And it does need to be this lady's decision on whether it's time to let Toby go or not. And that was what was so hard for me because I feel like she is looking to me for council/advice on that and I can't do that. What if later she regrets letting him go and then she puts it on me that I'm the one that encouraged her to do this? I won't put myself in that position. I have let her know that I understand her situation and can and will support her with whatever decision she makes. I won't think less of her regardless of her decision. Truthfully, she had made her decision and as hard as it was, she had come to grips with it. And then she was talked out of it. And I think she was hoping I would have been the strong one to let the vet know it's time. But it has to be her to do that. I just can't believe that I'm seeing things so differently then I ever have. If it were me in her position, I would be able to handle the situation (I think) and there would be no question that I would do whatever I could so there would never EVER be any doubt in my mind that I made the right decision. But she is not me. What is right for me may not be right for her. I really like black & white. Why can't life be black & white?


----------



## edelweiss (Apr 23, 2010)

It is so difficult to be objective when our emotions are wrapped up in the decision Crystal. Even as a friend things may seem "different" and really, they are. As I have grown older my decisions about many things have changed. . . I am not sure if that is positive or negative but it is what it is.
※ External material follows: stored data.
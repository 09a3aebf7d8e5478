use super::augmented::build_augmented_graph;
use super::{apply_diversion_path, drop_unused_synthetic_edges, greedy, Diverted, DivertError};
use crate::core_types::Graph;
use crate::{CostParams, ID};

use itertools::Itertools;
use log::{debug, warn};
use ordered_float::OrderedFloat;
use rayon::prelude::*;
use std::sync::atomic::{AtomicBool, Ordering};
use std::time::Instant;

/// Tries every ally ordering and keeps the cheapest modification. Each
/// ordering owns its augmented graph, so the sweep parallelizes; the
/// reduction is by (cost, ordering index) which pins the winner to the
/// lexicographically smallest ordering no matter how many workers ran.
pub(crate) fn divert(
    graph: &Graph,
    victim: ID,
    source: ID,
    allies: &[ID],
    params: &CostParams,
    deadline: Option<Instant>,
) -> Result<Diverted, DivertError> {
    if allies.len() > 8 {
        warn!(
            "Enumerating all orderings of {} allies; the greedy mode is advisable at this size.",
            allies.len()
        );
    }
    // The greedy pass is cheap and bounds the sweep from above; it also
    // guarantees a complete fallback result if the deadline cuts us short.
    let incumbent = greedy::divert(graph, victim, source, allies, params, None).ok();
    let mut ordered: Vec<ID> = allies.to_vec();
    ordered.sort_unstable();
    let orderings: Vec<Vec<ID>> = ordered
        .iter()
        .copied()
        .permutations(ordered.len())
        .collect();
    debug!("Sweeping {} ally orderings.", orderings.len());
    let expired = AtomicBool::new(false);
    let outcomes: Vec<Result<(usize, Diverted), DivertError>> = orderings
        .par_iter()
        .enumerate()
        .map(|(index, ordering)| {
            if let Some(deadline) = deadline {
                if Instant::now() >= deadline {
                    expired.store(true, Ordering::Relaxed);
                    return Err(DivertError::Timeout { partial: None });
                }
            }
            divert_ordering(graph, victim, source, ordering, params)
                .map(|diverted| (index, diverted))
        })
        .collect();

    let mut best: Option<(usize, Diverted)> = None;
    let mut first_failure: Option<DivertError> = None;
    for outcome in outcomes {
        match outcome {
            Ok((index, diverted)) => {
                let replace = match &best {
                    None => true,
                    Some((best_index, best_diverted)) => {
                        (OrderedFloat(diverted.diversion_cost), index)
                            < (OrderedFloat(best_diverted.diversion_cost), *best_index)
                    }
                };
                if replace {
                    best = Some((index, diverted));
                }
            }
            Err(DivertError::Timeout { .. }) => {}
            Err(failure) => {
                if first_failure.is_none() {
                    first_failure = Some(failure);
                }
            }
        }
    }
    let best = best.map(|(_, diverted)| diverted);

    if expired.load(Ordering::Relaxed) {
        let partial = match (best, incumbent) {
            (Some(swept), Some(warmup)) => {
                if swept.diversion_cost <= warmup.diversion_cost {
                    Some(swept)
                } else {
                    Some(warmup)
                }
            }
            (Some(swept), None) => Some(swept),
            (None, warmup) => warmup,
        };
        return Err(DivertError::Timeout { partial });
    }
    match best {
        Some(diverted) => {
            debug!("Cheapest ordering diverts for {}.", diverted.diversion_cost);
            Ok(diverted)
        }
        None => Err(first_failure.unwrap_or(DivertError::UnreachableAlly(ordered[0]))),
    }
}

/// Connects the allies in the given order, cheapest path first each time
fn divert_ordering(
    graph: &Graph,
    victim: ID,
    source: ID,
    ordering: &[ID],
    params: &CostParams,
) -> Result<Diverted, DivertError> {
    let mut working = build_augmented_graph(graph, victim, source, ordering, params)?;
    let mut diversion_cost = 0.0;
    for ally in ordering {
        let (path, _) = working
            .shortest_path_by_weight(&source, ally)
            .map_err(|_| DivertError::UnreachableAlly(*ally))?;
        diversion_cost += apply_diversion_path(&mut working, &path)?;
    }
    drop_unused_synthetic_edges(&mut working);
    Ok(Diverted {
        graph: working,
        diversion_cost,
    })
}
I truly hope it is because I have "matured" but maybe we lose some of our optimism as we experience real life, I don't know. 
I can't tell you not to care, or to try---that would be denying who you are---God created you that way and I encourage it, but the decision is her's and it is only your place to support her in whatever she decides. You are right in not making it for her. She must, in the end, stand for what she believes is correct. It is our privilege to stand w/another and we often pay a price in that standing!


----------



## LamborghiniGirl (Apr 16, 2009)

Wow!! You are such a wonderful person to be involved at all, giving her rides, recommending a new vet, being there at the appointments... you have already gone above and beyond and you should absolutely not feel bad about this. Imagine what it would have been like for this woman and Toby to navigate this journey without you!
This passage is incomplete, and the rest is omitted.